According to Chopra, there are several fixed income options available for a tenure of one to three years and these include short-term and long-term debt funds (accrual option), fixed maturity plans, etc. In the current scenario, according to Lakshmi Iyer, CIO (debt) and head, products, Kotak Mutual Fund, investment products like fixed deposits tend to secure a fixed rate of interest to the investor, thereby not allowing any potential capital gain that is likely to arise out of anticipated reduction in interest rates. Equally important is to assess the creditworthiness of the company one is lending to: in case of a credit default, one may end up losing the capital as well.

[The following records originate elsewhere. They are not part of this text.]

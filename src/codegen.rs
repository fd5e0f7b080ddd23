use std::collections::HashSet;
use std::io::Write;
use std::rc::Rc;

use serde::{Deserialize, Serialize};

use crate::error::{Error, Result};
use crate::link::SourceMapFilter;
use crate::package::UNSAFE_IMPORT;
use crate::syntax::SourceFile;

/// Compiled artifact of one package: everything needed to link it or to
/// serve as an import target. The wire format is handled by the code
/// generator (a serde_json document by default).
#[derive(Debug, Clone, Default, PartialEq, Serialize, Deserialize)]
pub struct Archive {
    pub import_path: String,
    /// Package name; `main` for executables.
    pub name: String,
    /// Import paths this archive depends on.
    pub imports: Vec<String>,
    /// Generated JavaScript for the package body.
    pub code: Vec<u8>,
    /// Auxiliary script code injected with the linked output, already
    /// wrapped in its scoped-invocation prologue/epilogue.
    pub included_scripts: Vec<u8>,
    pub minified: bool,
}

/// Type information the generator derives per package; cached by the
/// session for the lifetime of a build.
#[derive(Debug, Clone, PartialEq, Eq)]
pub struct TypeInfo {
    pub name: String,
}

/// Re-entry point handed to [`CodeGen::compile`]: importing a dependency
/// builds it through the session on demand.
pub trait ImportContext {
    fn import(&mut self, path: &str) -> Result<Rc<Archive>>;
    fn lookup_type(&self, import_path: &str) -> Option<Rc<TypeInfo>>;
    /// First definition wins; later calls observe the stored value.
    fn define_type(&mut self, import_path: &str, info: TypeInfo) -> Rc<TypeInfo>;
}

/// Seam to the code generator proper. Only `compile` has no default: the
/// wire format, dependency walk, and program concatenation below match
/// what the session needs, and a full generator overrides them as its
/// formats evolve.
pub trait CodeGen {
    /// Language minor version this generator supports (`glint1.<minor>`).
    fn language_version(&self) -> u32;

    /// Compiles augmented sources into an archive, resolving imports
    /// through `imports`.
    fn compile(
        &self,
        import_path: &str,
        files: Vec<SourceFile>,
        minify: bool,
        imports: &mut dyn ImportContext,
    ) -> Result<Archive>;

    /// Deserializes an archive previously written by [`CodeGen::write_archive`],
    /// registering its type information.
    fn read_archive(
        &self,
        import_path: &str,
        data: &[u8],
        imports: &mut dyn ImportContext,
    ) -> Result<Archive> {
        let archive: Archive = serde_json::from_slice(data).map_err(|err| {
            Error::codegen(format!("malformed archive for {import_path}: {err}"))
        })?;
        if archive.import_path != import_path {
            return Err(Error::codegen(format!(
                "archive belongs to {}, expected {import_path}",
                archive.import_path
            )));
        }
        imports.define_type(
            import_path,
            TypeInfo {
                name: archive.name.clone(),
            },
        );
        Ok(archive)
    }

    fn write_archive(&self, archive: &Archive, out: &mut dyn Write) -> Result<()> {
        serde_json::to_writer(out, archive).map_err(|err| {
            Error::codegen(format!(
                "cannot serialize archive for {}: {err}",
                archive.import_path
            ))
        })
    }

    /// Transitive dependencies of an executable in link order: every
    /// archive appears after the archives it imports, the root last.
    fn dependency_closure(
        &self,
        archive: &Rc<Archive>,
        load: &mut dyn FnMut(&str) -> Result<Rc<Archive>>,
    ) -> Result<Vec<Rc<Archive>>> {
        let mut order: Vec<Rc<Archive>> = Vec::new();
        let mut seen: HashSet<String> = HashSet::new();
        seen.insert(archive.import_path.clone());
        let mut stack: Vec<(Rc<Archive>, usize)> = vec![(Rc::clone(archive), 0)];
        while let Some((current, index)) = stack.pop() {
            if index < current.imports.len() {
                let import = current.imports[index].clone();
                stack.push((current, index + 1));
                if import == UNSAFE_IMPORT || !seen.insert(import.clone()) {
                    continue;
                }
                stack.push((load(&import)?, 0));
            } else {
                order.push(current);
            }
        }
        Ok(order)
    }

    /// Emits the linked program through the source-map-aware filter.
    fn write_program(&self, deps: &[Rc<Archive>], out: &mut SourceMapFilter<'_>) -> Result<()> {
        for dep in deps {
            out.write_all(&dep.code)?;
            out.write_all(&dep.included_scripts)?;
        }
        Ok(())
    }
}
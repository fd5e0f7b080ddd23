use std::collections::{BTreeMap, BTreeSet};
use std::time::SystemTime;

/// Metadata for one filesystem entry, virtual or real.
#[derive(Debug, Clone)]
pub struct FileMeta {
    pub name: String,
    pub is_dir: bool,
    pub modified: SystemTime,
}

/// A read-only tree of files compiled into (or registered with) the
/// toolchain. Two such trees exist in a full toolchain: the toolchain
/// packages mounted under the library root, and the natives overlay used by
/// the augmentor. Entries report the UNIX epoch as their modification time,
/// so embedded sources never invalidate on-disk caches by themselves.
#[derive(Debug, Default)]
pub struct VirtualFs {
    files: BTreeMap<String, Vec<u8>>,
    dirs: BTreeSet<String>,
}

impl VirtualFs {
    #[must_use]
    pub fn builder() -> VirtualFsBuilder {
        VirtualFsBuilder {
            fs: VirtualFs::default(),
        }
    }

    #[must_use]
    pub fn is_empty(&self) -> bool {
        self.files.is_empty()
    }

    #[must_use]
    pub fn is_dir(&self, path: &str) -> bool {
        self.dirs.contains(normalize(path).as_str())
    }

    #[must_use]
    pub fn open(&self, path: &str) -> Option<&[u8]> {
        self.files.get(normalize(path).as_str()).map(Vec::as_slice)
    }

    #[must_use]
    pub fn stat(&self, path: &str) -> Option<FileMeta> {
        let key = normalize(path);
        if self.dirs.contains(&key) {
            return Some(FileMeta {
                name: base_name(&key),
                is_dir: true,
                modified: SystemTime::UNIX_EPOCH,
            });
        }
        self.files.get(&key).map(|_| FileMeta {
            name: base_name(&key),
            is_dir: false,
            modified: SystemTime::UNIX_EPOCH,
        })
    }

    /// Lists the direct children of a directory, sorted by name.
    /// Returns `None` when `path` is not a directory of this tree.
    #[must_use]
    pub fn read_dir(&self, path: &str) -> Option<Vec<FileMeta>> {
        let key = normalize(path);
        if !self.dirs.contains(&key) {
            return None;
        }
        let prefix = if key == "/" { String::from("/") } else { format!("{key}/") };
        let mut entries = Vec::new();
        for dir in self.dirs.range(prefix.clone()..) {
            if !dir.starts_with(&prefix) {
                break;
            }
            let rest = &dir[prefix.len()..];
            if !rest.is_empty() && !rest.contains('/') {
                entries.push(FileMeta {
                    name: rest.to_string(),
                    is_dir: true,
                    modified: SystemTime::UNIX_EPOCH,
                });
            }
        }
        for file in self.files.range(prefix.clone()..) {
            let (path, _) = file;
            if !path.starts_with(&prefix) {
                break;
            }
            let rest = &path[prefix.len()..];
            if !rest.contains('/') {
                entries.push(FileMeta {
                    name: rest.to_string(),
                    is_dir: false,
                    modified: SystemTime::UNIX_EPOCH,
                });
            }
        }
        entries.sort_by(|a, b| a.name.cmp(&b.name));
        Some(entries)
    }
}

/// Builder for a [`VirtualFs`]; ancestor directories are registered
/// automatically.
#[derive(Debug)]
pub struct VirtualFsBuilder {
    fs: VirtualFs,
}

impl VirtualFsBuilder {
    #[must_use]
    pub fn file(mut self, path: &str, contents: impl Into<Vec<u8>>) -> Self {
        let key = normalize(path);
        let mut dir = parent(&key);
        loop {
            let inserted = self.fs.dirs.insert(dir.clone());
            if !inserted || dir == "/" {
                break;
            }
            dir = parent(&dir);
        }
        self.fs.files.insert(key, contents.into());
        self
    }

    #[must_use]
    pub fn build(self) -> VirtualFs {
        self.fs
    }
}

fn normalize(path: &str) -> String {
    let mut key = if path.starts_with('/') {
        path.to_string()
    } else {
        format!("/{path}")
    };
    while key.len() > 1 && key.ends_with('/') {
        key.pop();
    }
    key
}

fn parent(key: &str) -> String {
    match key.rfind('/') {
        Some(0) | None => String::from("/"),
        Some(index) => key[..index].to_string(),
    }
}

fn base_name(key: &str) -> String {
    key.rsplit('/').next().unwrap_or("").to_string()
}
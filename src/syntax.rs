use std::fmt;
use std::path::PathBuf;

/// Name a declaration is rewritten to when a native override shadows it.
pub const BLANK: &str = "_";

/// A location inside an original source file, 1-based.
#[derive(Debug, Clone, PartialEq, Eq)]
pub struct Position {
    pub filename: String,
    pub line: u32,
    pub column: u32,
}

impl Position {
    #[must_use]
    pub fn new(filename: impl Into<String>, line: u32, column: u32) -> Self {
        Self {
            filename: filename.into(),
            line,
            column,
        }
    }
}

impl fmt::Display for Position {
    fn fmt(&self, f: &mut fmt::Formatter<'_>) -> fmt::Result {
        write!(f, "{}:{}:{}", self.filename, self.line, self.column)
    }
}

/// One parsed source file, as handed to the code generator. The augmentor
/// rewrites declarations in place; the model carries the referenced import
/// qualifiers so unused imports can be detected after bodies are pruned.
#[derive(Debug, Clone)]
pub struct SourceFile {
    pub path: PathBuf,
    pub package_name: String,
    pub imports: Vec<ImportSpec>,
    pub decls: Vec<Decl>,
}

impl SourceFile {
    /// True when any remaining declaration references the qualifier.
    #[must_use]
    pub fn uses_qualifier(&self, name: &str) -> bool {
        self.decls.iter().any(|decl| decl.references(name))
    }
}

#[derive(Debug, Clone)]
pub struct ImportSpec {
    pub alias: Option<String>,
    pub path: String,
    pub pos: Position,
}

impl ImportSpec {
    /// The name this import is referenced by inside the file.
    #[must_use]
    pub fn local_name(&self) -> &str {
        match &self.alias {
            Some(alias) => alias,
            None => self.path.rsplit('/').next().unwrap_or(&self.path),
        }
    }
}

#[derive(Debug, Clone)]
pub enum Decl {
    Func(FuncDecl),
    Type(TypeDecl),
    Value(ValueDecl),
}

impl Decl {
    fn references(&self, name: &str) -> bool {
        match self {
            Decl::Func(func) => {
                func.sig_refs.iter().any(|r| r == name)
                    || func
                        .body
                        .as_ref()
                        .is_some_and(|body| body.refs.iter().any(|r| r == name))
            }
            Decl::Type(decl) => decl
                .specs
                .iter()
                .any(|spec| spec.refs.iter().any(|r| r == name)),
            Decl::Value(decl) => decl
                .specs
                .iter()
                .any(|spec| spec.refs.iter().any(|r| r == name)),
        }
    }
}

#[derive(Debug, Clone)]
pub struct FuncDecl {
    /// Receiver type name for methods, without any pointer marker.
    pub receiver: Option<String>,
    pub name: String,
    /// Import qualifiers referenced by the signature.
    pub sig_refs: Vec<String>,
    pub body: Option<FuncBody>,
}

impl FuncDecl {
    /// Replacement-set key: method names are prefixed by their receiver.
    #[must_use]
    pub fn qualified_name(&self) -> String {
        match &self.receiver {
            Some(receiver) => format!("{receiver}.{}", self.name),
            None => self.name.clone(),
        }
    }
}

#[derive(Debug, Clone, Default)]
pub struct FuncBody {
    /// Import qualifiers referenced by the body.
    pub refs: Vec<String>,
}

#[derive(Debug, Clone)]
pub struct TypeDecl {
    pub specs: Vec<TypeSpec>,
}

#[derive(Debug, Clone)]
pub struct TypeSpec {
    pub name: String,
    pub refs: Vec<String>,
}

#[derive(Debug, Clone, Copy, PartialEq, Eq)]
pub enum ValueKind {
    Var,
    Const,
}

#[derive(Debug, Clone)]
pub struct ValueDecl {
    pub kind: ValueKind,
    pub specs: Vec<ValueSpec>,
}

#[derive(Debug, Clone)]
pub struct ValueSpec {
    pub names: Vec<String>,
    pub refs: Vec<String>,
}

#[cfg(test)]
mod tests {
    use super::*;

    #[test]
    fn qualified_name_prefixes_receiver() {
        let plain = FuncDecl {
            receiver: None,
            name: "Read".into(),
            sig_refs: vec![],
            body: None,
        };
        assert_eq!(plain.qualified_name(), "Read");

        let method = FuncDecl {
            receiver: Some("Reader".into()),
            name: "Read".into(),
            sig_refs: vec![],
            body: None,
        };
        assert_eq!(method.qualified_name(), "Reader.Read");
    }

    #[test]
    fn local_name_falls_back_to_last_path_segment() {
        let spec = ImportSpec {
            alias: None,
            path: "glintjs/nosync".into(),
            pos: Position::new("a.g", 1, 1),
        };
        assert_eq!(spec.local_name(), "nosync");

        let aliased = ImportSpec {
            alias: Some("sync".into()),
            path: "glintjs/nosync".into(),
            pos: Position::new("a.g", 1, 1),
        };
        assert_eq!(aliased.local_name(), "sync");
    }

    #[test]
    fn pruned_bodies_no_longer_pin_qualifiers() {
        let mut file = SourceFile {
            path: PathBuf::from("a.g"),
            package_name: "a".into(),
            imports: vec![],
            decls: vec![Decl::Func(FuncDecl {
                receiver: None,
                name: "now".into(),
                sig_refs: vec![],
                body: Some(FuncBody {
                    refs: vec!["sync".into()],
                }),
            })],
        };
        assert!(file.uses_qualifier("sync"));
        if let Decl::Func(func) = &mut file.decls[0] {
            func.body = None;
        }
        assert!(!file.uses_qualifier("sync"));
    }
}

So, while it is not a bad strategy to invest in corporate FDs to secure some stability in rates, one should be cognisant of the above risks. "In a reducing interest rate environment, the essence would be to enhance ones portfolio duration, the current scenario therefore seems conducive to invest in strategies like gilt and bond funds with a one- to three-year perspective," she adds. Mutual funds are allowed to lend only to banks in the form of fixed deposits; that too for pending cash deployment. They typically have rigorous credit risk evaluation and surveillance mechanism, which allows them to monitor every credit.
Being in the fiduciary business, the AMCs therefore exercise reasonable caution while lending to the corporate sector. Further, mutual funds are well regulated by Sebi and hence the safety quotient is much higher for investments in mutual fund schemes as compared to corporate FDs.